STRUCTURAL AND MOLECULAR DYNAMICS OF SYNAPTIC VESICLE EXO- AND ENDOCYTOSIS AT HIPPOCAMPAL CA3 TO CA1 SYNAPSES

When neurons communicate through synaptic connections in the brain, synaptic vesicle (SV) exocytosis occurs within milliseconds of a stimulus, presenting a major challenge for studying activity-dependent molecular and structural changes during SV release. In our “Flash and Freeze-fracture” technique, we combine optogenetic stimulation of neurons in acutely cut brain slices with timed high-pressure freezing, followed by freeze-fracture replica immunolabeling and transmission electron microscopy. In this ongoing project, we first identified structural correlates of SV fusion sites (fusion pores) and endocytic events at CA3-CA1 synapses in acute brain slices of adult Grik4-Cre/Ai32 mice. We present preliminary results on the formation of SV fusion pores and endocytic pits at distinct time points after optogenetic stimulation. Specifically, we found an increased frequency of SV fusion pores 5 – 8 ms after optogenetic stimulation compared to earlier and later time points. In contrast, presynaptic endocytic pits were measured 0.1 – 10s post optogenetic stimulation.

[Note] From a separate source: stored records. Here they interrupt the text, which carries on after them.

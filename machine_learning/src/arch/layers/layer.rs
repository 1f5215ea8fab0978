use ndarray::{Array2, Array4, ArrayD, Ix2, Ix4};
use rand::rngs::StdRng;

use super::{Conv2d, Dropout, Flatten, Linear, MaxPool2d, Relu};
use crate::{MlErr, Result};

/// A layer of a stage module.
#[derive(Debug, Clone)]
pub enum Layer {
    Conv2d(Conv2d),
    Relu(Relu),
    MaxPool2d(MaxPool2d),
    Dropout(Dropout),
    Flatten(Flatten),
    Linear(Linear),
}

/// What a layer keeps from a forward pass to be able to go backward.
///
/// Every forward call produces its own cache, so several calls may be in flight before
/// their backward passes arrive.
#[derive(Debug)]
pub enum LayerCache {
    Conv2d { x: Array4<f32> },
    Relu { y: ArrayD<f32> },
    MaxPool2d {
        argmax: Array4<usize>,
        input_dim: (usize, usize, usize, usize),
    },
    Dropout { mask: Option<ArrayD<f32>> },
    Flatten { input_shape: Vec<usize> },
    Linear { x: Array2<f32> },
}

impl Layer {
    pub fn name(&self) -> &'static str {
        match self {
            Self::Conv2d(_) => "conv2d",
            Self::Relu(_) => "relu",
            Self::MaxPool2d(_) => "max_pool2d",
            Self::Dropout(_) => "dropout",
            Self::Flatten(_) => "flatten",
            Self::Linear(_) => "linear",
        }
    }

    /// Returns the amount of parameters of this layer.
    pub fn size(&self) -> usize {
        match self {
            Self::Conv2d(l) => l.size(),
            Self::Linear(l) => l.size(),
            _ => 0,
        }
    }

    /// Returns the size of every parameter tensor of this layer, in storage order.
    pub fn param_sizes(&self) -> Vec<usize> {
        match self {
            Self::Conv2d(l) => l.param_sizes().to_vec(),
            Self::Linear(l) => l.param_sizes().to_vec(),
            _ => Vec::new(),
        }
    }

    /// Infers the per sample output shape from the per sample input shape.
    pub fn output_shape(&self, input: &[usize]) -> Result<Vec<usize>> {
        match self {
            Self::Conv2d(l) => l.output_shape(input),
            Self::MaxPool2d(l) => l.output_shape(input),
            Self::Flatten(l) => l.output_shape(input),
            Self::Linear(l) => l.output_shape(input),
            Self::Relu(_) | Self::Dropout(_) => Ok(input.to_vec()),
        }
    }

    /// Makes the forward pass of a batch.
    ///
    /// # Arguments
    /// * `params` - This layer's slice of parameters.
    /// * `x` - The input batch.
    /// * `training` - Whether dropout is active.
    /// * `rng` - The source of randomness for dropout masks.
    ///
    /// # Returns
    /// The output of the layer and the cache needed by `backward`.
    pub fn forward(
        &self,
        params: &[f32],
        x: ArrayD<f32>,
        training: bool,
        rng: &mut StdRng,
    ) -> Result<(ArrayD<f32>, LayerCache)> {
        let out = match self {
            Self::Conv2d(l) => {
                let x = self.expect_dim::<Ix4>(x)?;
                let y = l.forward(params, x.view())?;
                (y.into_dyn(), LayerCache::Conv2d { x })
            }
            Self::Relu(l) => {
                let y = l.forward(x);
                (y.clone(), LayerCache::Relu { y })
            }
            Self::MaxPool2d(l) => {
                let x = self.expect_dim::<Ix4>(x)?;
                let (y, argmax) = l.forward(x.view())?;
                let input_dim = x.dim();
                (y.into_dyn(), LayerCache::MaxPool2d { argmax, input_dim })
            }
            Self::Dropout(l) => {
                let (y, mask) = l.forward(x, training, rng);
                (y, LayerCache::Dropout { mask })
            }
            Self::Flatten(l) => {
                let input_shape = x.shape().to_vec();
                (l.forward(x)?, LayerCache::Flatten { input_shape })
            }
            Self::Linear(l) => {
                let x = self.expect_dim::<Ix2>(x)?;
                let y = l.forward(params, x.view())?;
                (y.into_dyn(), LayerCache::Linear { x })
            }
        };

        Ok(out)
    }

    /// Makes the backward pass of a batch.
    ///
    /// # Arguments
    /// * `params` - This layer's slice of parameters.
    /// * `grad` - This layer's slice of the gradient, overwritten.
    /// * `cache` - The cache returned by the matching `forward` call.
    /// * `d` - The gradient of the loss with respect to this layer's output.
    /// * `need_dx` - Whether the gradient with respect to the input has to be computed.
    ///
    /// # Returns
    /// The gradient with respect to the input, `None` if it was not needed by a
    /// parameterized layer.
    pub fn backward(
        &self,
        params: &[f32],
        grad: &mut [f32],
        cache: LayerCache,
        d: ArrayD<f32>,
        need_dx: bool,
    ) -> Result<Option<ArrayD<f32>>> {
        let dx = match (self, cache) {
            (Self::Conv2d(l), LayerCache::Conv2d { x }) => {
                let d = self.expect_dim::<Ix4>(d)?;
                l.backward(params, grad, x.view(), d, need_dx)?
                    .map(|dx| dx.into_dyn())
            }
            (Self::Relu(l), LayerCache::Relu { y }) => Some(l.backward(&y, d)?),
            (Self::MaxPool2d(l), LayerCache::MaxPool2d { argmax, input_dim }) => {
                let d = self.expect_dim::<Ix4>(d)?;
                Some(l.backward(&argmax, input_dim, d)?.into_dyn())
            }
            (Self::Dropout(l), LayerCache::Dropout { mask }) => {
                Some(l.backward(mask.as_ref(), d)?)
            }
            (Self::Flatten(l), LayerCache::Flatten { input_shape }) => {
                Some(l.backward(&input_shape, d)?)
            }
            (Self::Linear(l), LayerCache::Linear { x }) => {
                let d = self.expect_dim::<Ix2>(d)?;
                l.backward(params, grad, x.view(), d.view(), need_dx)?
                    .map(|dx| dx.into_dyn())
            }
            _ => return Err(MlErr::MissingCache { layer: self.name() }),
        };

        Ok(dx)
    }

    fn expect_dim<D: ndarray::Dimension>(
        &self,
        x: ArrayD<f32>,
    ) -> Result<ndarray::Array<f32, D>> {
        let got = x.shape().to_vec();
        x.into_dimensionality::<D>().map_err(|_| MlErr::InvalidShape {
            layer: self.name(),
            got,
        })
    }
}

For molecular analysis, we performed immunolabeling of Flash and Freeze-fracture replicas to detect the location of presynaptic calcium channels (Cav2.1), SV-associated proteins (vGluT1), active zone proteins (RIM, CAST and Neurexin) and endocytosis markers (clathrin, endophilins, dynamins, syndapin1). In addition, we present preliminary results on the positions of endo- and exocytosis pores relative to the active zone proteins. Our preliminary results provide insights into molecular and structural dynamics of SV exo- and endocytosis during evoked neurotransmission.